TASK BRIEF: Return all lines of the records that contain the word "CallId".

EXERCISE DATA:
##############################
//! End-to-end scenarios through `SimHost`: target check, entry, real
//! service or substitute, return.

use crate::{Plugin, PluginConfig, SimPlugin};

use veil_core::call::{Action, CallId, Substitute};
use veil_core::info_class::{process, thread};
use veil_core::machine::{CallerInfo, MachineState};
use veil_core::object::{attributes, AccessMask, Handle, ObjectType};
use veil_core::status::NtStatus;
use veil_module::{CallTable, KeyedSlots, Patch, Protection, SimHost, SimKernel, SimMachine, SimMemory};

use std::sync::Arc;

const DATA: u64 = 0x7FF0_0000;
const LEN: u64 = 0x7FF0_0F00;

fn target(tid: u32) -> CallerInfo {
    CallerInfo::new("al-khaser.exe", 0x1F00, tid)
}

fn plugin() -> SimPlugin {
    let p = SimPlugin::simulated(PluginConfig::default());
    p.memory.map(DATA, 0x2000, Protection::ReadWrite);
    p
}

fn host(p: &SimPlugin) -> SimHost<'_, SimPlugin> {
    let mut host = SimHost::new(p, CallTable::nt_services());
    p.initialize(host.table_mut()).unwrap();
    host
}

/// Real NtQueryInformationProcess/Thread: write `value` to the buffer and
/// `len` to the return length at `LEN`.
fn real_query<'a>(mem: &'a SimMemory, value: &'a [u8], len: u32) -> impl FnOnce(&[u64]) -> NtStatus + 'a {
    move |args: &[u64]| {
        mem.poke(args[2], value);
        mem.poke(LEN, &len.to_le_bytes());
        NtStatus::SUCCESS
    }
}

// ── Scenario A ──

#[test]
fn scenario_a_debug_port_reads_zero_length_kept() {
    let p = plugin();
    let host = host(&p);
    let out = host.syscall(
        &target(1),
        "QueryInformationProcess",
        &[Handle::CURRENT_PROCESS.0, process::DEBUG_PORT, DATA, 8, LEN],
        real_query(&p.memory, &u64::MAX.to_le_bytes(), 8),
    );
    assert!(out.real_ran && !out.redirected);
    assert_eq!(out.status, NtStatus::SUCCESS);
    assert_eq!(p.memory.peek_u64(DATA), Some(0));
    assert_eq!(p.memory.peek_u32(LEN), Some(8));

    let events = p.trail.drain();
    assert_eq!(events.len(), 1);
    assert_eq!(events[0].patch, Patch::DebugPort { ok: true });
    assert_eq!(events[0].thread, target(1).thread_key());
}

#[test]
fn debug_object_handle_hidden() {
    let p = plugin();
    let host = host(&p);
    let out = host.syscall(
        &target(1),
        "QueryInformationProcess",
        &[Handle::CURRENT_PROCESS.0, process::DEBUG_OBJECT_HANDLE, DATA, 8, LEN],
        real_query(&p.memory, &0x3Cu64.to_le_bytes(), 8),
    );
    assert_eq!(out.status, NtStatus::PORT_NOT_SET);
    assert_eq!(p.memory.peek_u64(DATA), Some(0));
    assert_eq!(p.memory.peek_u32(LEN), Some(8));
}

// ── Scenario B ──

#[test]
fn scenario_b_close_of_invalid_handle() {
    let p = plugin();
    p.exec.set_debug_port(true);
    let host = host(&p);
    let out = host.syscall(&target(1), "Close", &[0xDEAD_BEE0], |_| panic!("real NtClose ran"));
    assert!(out.redirected);
    assert!(!out.real_ran);
    assert_eq!(out.status, NtStatus::INVALID_HANDLE);
    assert_eq!(p.handles.close_calls(), 0);
}

#[test]
fn close_of_protected_handle_under_debugger() {
    let p = plugin();
    p.exec.set_debug_port(true);
    let h = p.handles.insert(ObjectType::File, AccessMask::NONE, attributes::PROTECT_CLOSE);
    let host = host(&p);
    let out = host.syscall(&target(1), "Close", &[h.0], |_| panic!("real NtClose ran"));
    assert_eq!(out.status, NtStatus::HANDLE_NOT_CLOSABLE);
    assert!(p.handles.is_open(h));
    assert_eq!(p.handles.outstanding_references(), 0);
}

#[test]
fn close_of_good_handle_really_closes() {
    let p = plugin();
    let h = p.handles.insert(ObjectType::Event, AccessMask::NONE, 0);
    let host = host(&p);
    let out = host.syscall(&target(1), "Close", &[h.0], |_| panic!("real NtClose ran"));
    assert_eq!(out.status, NtStatus::SUCCESS);
    assert!(out.redirected);
    assert_eq!(p.handles.closed(), vec![h]);
    assert_eq!(
        p.trail.pop().map(|e| e.patch),
        Some(Patch::CloseStatus(NtStatus::SUCCESS))
    );
}

// ── Scenario C ──

#[test]
fn scenario_c_hide_from_debugger_set_then_query() {
    let p = plugin();
    let t = p.handles.insert(ObjectType::Thread, AccessMask::THREAD_ALL_ACCESS, 0);
    let host = host(&p);

    let out = host.syscall(
        &target(1),
        "SetInformationThread",
        &[t.0, thread::HIDE_FROM_DEBUGGER, DATA, 4],
        |_| panic!("real NtSetInformationThread ran"),
    );
    assert!(out.redirected);
    assert_eq!(out.status, NtStatus::SUCCESS);
    assert!(!p.handles.is_thread_hidden(t));

    // The real query reports the truth: not hidden.
    let kernel = Arc::clone(&p.handles);
    let mem = &p.memory;
    let out = host.syscall(
        &target(1),
        "QueryInformationThread",
        &[t.0, thread::HIDE_FROM_DEBUGGER, DATA + 0x100, 0, 0],
        move |args| {
            let hidden = kernel.is_thread_hidden(Handle(args[0]));
            mem.poke(args[2], &[hidden as u8]);
            NtStatus::SUCCESS
        },
    );
    assert_eq!(out.status, NtStatus::SUCCESS);
    assert_eq!(p.memory.peek(DATA + 0x100, 1), Some(vec![1]));

    let patches: Vec<_> = p.trail.drain().into_iter().map(|e| e.patch).collect();
    assert_eq!(
        patches,
        vec![
            Patch::HideFromDebuggerSet(NtStatus::SUCCESS),
            Patch::HideFromDebuggerQuery { ok: true },
        ]
    );
}

#[test]
fn hide_from_debugger_set_with_bad_length_fails_like_the_real_call() {
    let p = plugin();
    let host = host(&p);
    let out = host.syscall(
        &target(1),
        "SetInformationThread",
        &[Handle::CURRENT_THREAD.0, thread::HIDE_FROM_DEBUGGER, 0, 0],
        |_| panic!("real NtSetInformationThread ran"),
    );
    assert_eq!(out.status, NtStatus::INFO_LENGTH_MISMATCH);
}

#[test]
fn other_thread_classes_run_for_real() {
    let p = plugin();
    let host = host(&p);
    let out = host.syscall(
        &target(1),
        "SetInformationThread",
        &[Handle::CURRENT_THREAD.0, 0x1D, 0, 0],
        |_| NtStatus::INVALID_PARAMETER,
    );
    assert!(out.real_ran);
    assert_eq!(out.status, NtStatus::INVALID_PARAMETER);
}

// ── Properties ──

#[test]
fn null_data_pointer_means_no_writes() {
    let p = plugin();
    let host = host(&p);
    let c = target(2);
    host.syscall(&c, "QueryInformationProcess", &[0, process::DEBUG_PORT, 0, 8, LEN], |_| NtStatus::SUCCESS);
    host.syscall(&c, "QueryInformationProcess", &[0, process::DEBUG_FLAGS, 0, 4, 0], |_| NtStatus::SUCCESS);
    host.syscall(&c, "QueryInformationThread", &[0, thread::WOW64_CONTEXT, 0, LEN, 0], |_| NtStatus::SUCCESS);
    host.syscall(&c, "QueryInformationThread", &[0, thread::HIDE_FROM_DEBUGGER, 0, 0, 0], |_| NtStatus::SUCCESS);
    host.syscall(&c, "GetContextThread", &[0, 0], |_| NtStatus::SUCCESS);
    assert_eq!(p.memory.write_calls(), 0);
    assert!(p.trail.is_empty());
}

#[test]
fn length_after_return_matches_real_call() {
    let cases: [(&str, u64, u64); 5] = [
        ("QueryInformationProcess", process::DEBUG_PORT, 8),
        ("QueryInformationProcess", process::DEBUG_FLAGS, 4),
        ("QueryInformationProcess", process::DEBUG_OBJECT_HANDLE, 8),
        ("QueryInformationProcess", 0, 48),
        ("QueryInformationThread", thread::HIDE_FROM_DEBUGGER, 1),
    ];
    for (name, class, len) in cases {
        let p = plugin();
        let host = host(&p);
        // Position 4 for processes, 3 for threads.
        let args = if name == "QueryInformationProcess" {
            vec![0, class, DATA, len, LEN]
        } else {
            vec![0, class, DATA, LEN, 0]
        };
        host.syscall(&target(3), name, &args, real_query(&p.memory, &[0x5A; 8], len as u32));
        assert_eq!(p.memory.peek_u32(LEN), Some(len as u32), "{} class {}", name, class);
    }
}

#[test]
fn non_target_process_is_untouched() {
    let p = plugin();
    p.exec.set_debug_port(true);
    let host = host(&p);
    let other = CallerInfo::new("x64dbg.exe", 0x44, 1);
    host.syscall(
        &other,
        "QueryInformationProcess",
        &[0, process::DEBUG_PORT, DATA, 8, LEN],
        real_query(&p.memory, &u64::MAX.to_le_bytes(), 8),
    );
    assert_eq!(p.memory.peek_u64(DATA), Some(u64::MAX));

    let out = host.syscall(&other, "Close", &[0x1234], |_| NtStatus::INVALID_HANDLE);
    assert!(out.real_ran);
    assert_eq!(p.memory.write_calls(), 0);
}

#[test]
fn deinitialized_plugin_sees_nothing() {
    let p = plugin();
    let mut host = host(&p);
    p.deinitialize(host.table_mut()).unwrap();
    let out = host.syscall(
        &target(1),
        "QueryInformationProcess",
        &[0, process::DEBUG_PORT, DATA, 8, 0],
        real_query(&p.memory, &7u64.to_le_bytes(), 8),
    );
    assert!(out.real_ran);
    assert_eq!(p.memory.peek_u64(DATA), Some(7));
}

#[test]
fn unknown_probe_ids_are_ignored() {
    let p = plugin();
    let mut m = SimMachine::new(target(1).thread_key(), &[0, process::DEBUG_PORT, DATA, 8, 0]);
    assert_eq!(p.on_entry_raw(99, &mut m, &target(1)), Action::Continue);
    m.write_return_value(0x55);
    p.on_return_raw(99, &mut m, &target(1));
    assert_eq!(m.read_return_value(), 0x55);
    assert_eq!(p.memory.write_calls(), 0);

    assert_eq!(
        p.on_entry_raw(CallId::Close.as_raw(), &mut m, &target(1)),
        Action::Redirect(Substitute::Close)
    );
}

// ── Interleaving ──

#[test]
fn interleaved_threads_keep_their_own_slots() {
    let p = plugin();
    let host = host(&p);
    let (a, b) = (target(10), target(11));

    // Two logical threads on one OS thread, phases interleaved.
    let pa = host.enter(&a, "QueryInformationProcess", &[0, process::DEBUG_FLAGS, DATA, 4, 0]);
    let pb = host.enter(&b, "QueryInformationProcess", &[0, process::DEBUG_PORT, DATA + 0x100, 8, 0]);

    p.memory.poke(DATA + 0x100, &u64::MAX.to_le_bytes());
    host.complete(pb, |_| NtStatus::SUCCESS);
    p.memory.poke(DATA, &0u32.to_le_bytes());
    host.complete(pa, |_| NtStatus::SUCCESS);

    assert_eq!(p.memory.peek_u32(DATA), Some(1));
    assert_eq!(p.memory.peek_u64(DATA + 0x100), Some(0));
}

#[test]
fn same_call_on_two_logical_threads_completes_out_of_order() {
    let p = plugin();
    let host = host(&p);
    let (a, b) = (target(20), target(21));

    let pa = host.enter(&a, "QueryInformationProcess", &[0, process::DEBUG_PORT, DATA, 8, 0]);
    let pb = host.enter(&b, "QueryInformationProcess", &[0, process::DEBUG_PORT, DATA + 0x100, 8, 0]);
    assert_eq!(p.slots.threads_in_flight(), 2);

    host.complete(pb, |args| {
        p.memory.poke(args[2], &u64::MAX.to_le_bytes());
        NtStatus::SUCCESS
    });
    host.complete(pa, |args| {
        p.memory.poke(args[2], &u64::MAX.to_le_bytes());
        NtStatus::SUCCESS
    });

    assert_eq!(p.memory.peek_u64(DATA), Some(0));
    assert_eq!(p.memory.peek_u64(DATA + 0x100), Some(0));
    assert_eq!(p.slots.threads_in_flight(), 0);
    assert_eq!(p.trail.len(), 2);
}

#[test]
fn other_calls_between_entry_and_return() {
    let p = plugin();
    let host = host(&p);
    let c = target(12);
    let h = p.handles.insert(ObjectType::Event, AccessMask::NONE, 0);

    let pending = host.enter(&c, "GetContextThread", &[Handle::CURRENT_THREAD.0, DATA]);
    // A nested close on the same thread touches only its own slots.
    let out = host.syscall(&c, "Close", &[h.0], |_| panic!("real NtClose ran"));
    assert_eq!(out.status, NtStatus::SUCCESS);

    p.memory.poke(DATA + 0x48, &[0xFF; 0x30]);
    host.complete(pending, |_| NtStatus::SUCCESS);
    assert_eq!(p.memory.peek(DATA + 0x48, 0x30), Some(vec![0; 0x30]));
}

#[test]
fn concurrent_os_threads_with_keyed_slots() {
    let kernel = Arc::new(SimKernel::new());
    let plugin = Plugin::new(
        PluginConfig::default(),
        KeyedSlots::new(),
        Arc::new(SimMemory::new()),
        Arc::clone(&kernel),
        kernel,
    );
    plugin.memory.map(DATA, 0x10_000, Protection::ReadWrite);
    let mut host = SimHost::new(&plugin, CallTable::nt_services());
    plugin.initialize(host.table_mut()).unwrap();
    let host = &host;
    let plugin = &plugin;

    std::thread::scope(|s| {
        for tid in 0..8u32 {
            s.spawn(move || {
                let caller = target(100 + tid);
                let buf = DATA + tid as u64 * 0x100;
                for _ in 0..200 {
                    let class = if tid % 2 == 0 { process::DEBUG_PORT } else { process::DEBUG_FLAGS };
                    let out = host.syscall(&caller, "QueryInformationProcess", &[0, class, buf, 8, 0], |args| {
                        plugin.memory.poke(args[2], &u64::MAX.to_le_bytes());
                        NtStatus::SUCCESS
                    });
                    assert_eq!(out.status, NtStatus::SUCCESS);
                    let expect = if tid % 2 == 0 { 0 } else { 0xFFFF_FFFF_0000_0001 };
                    assert_eq!(plugin.memory.peek_u64(buf), Some(expect));
                }
            });
        }
    });
    assert_eq!(plugin.slots.threads_in_flight(), 0);
}

#[test]
fn faulting_buffers_are_contained() {
    let p = plugin();
    let host = host(&p);
    p.memory.map(DATA + 0x1000, 0x1000, Protection::ReadOnly);
    let out = host.syscall(
        &target(1),
        "QueryInformationProcess",
        &[0, process::DEBUG_PORT, DATA + 0x1000, 8, 0xBAD0_0000],
        |_| NtStatus::SUCCESS,
    );
    assert_eq!(out.status, NtStatus::SUCCESS);
    assert_eq!(p.trail.pop().map(|e| e.patch), Some(Patch::DebugPort { ok: false }));
}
##############################
YOUR SOLUTION:
use veil_core::call::{Action, CallId, Substitute};
        p.on_entry_raw(CallId::Close.as_raw(), &mut m, &target(1)),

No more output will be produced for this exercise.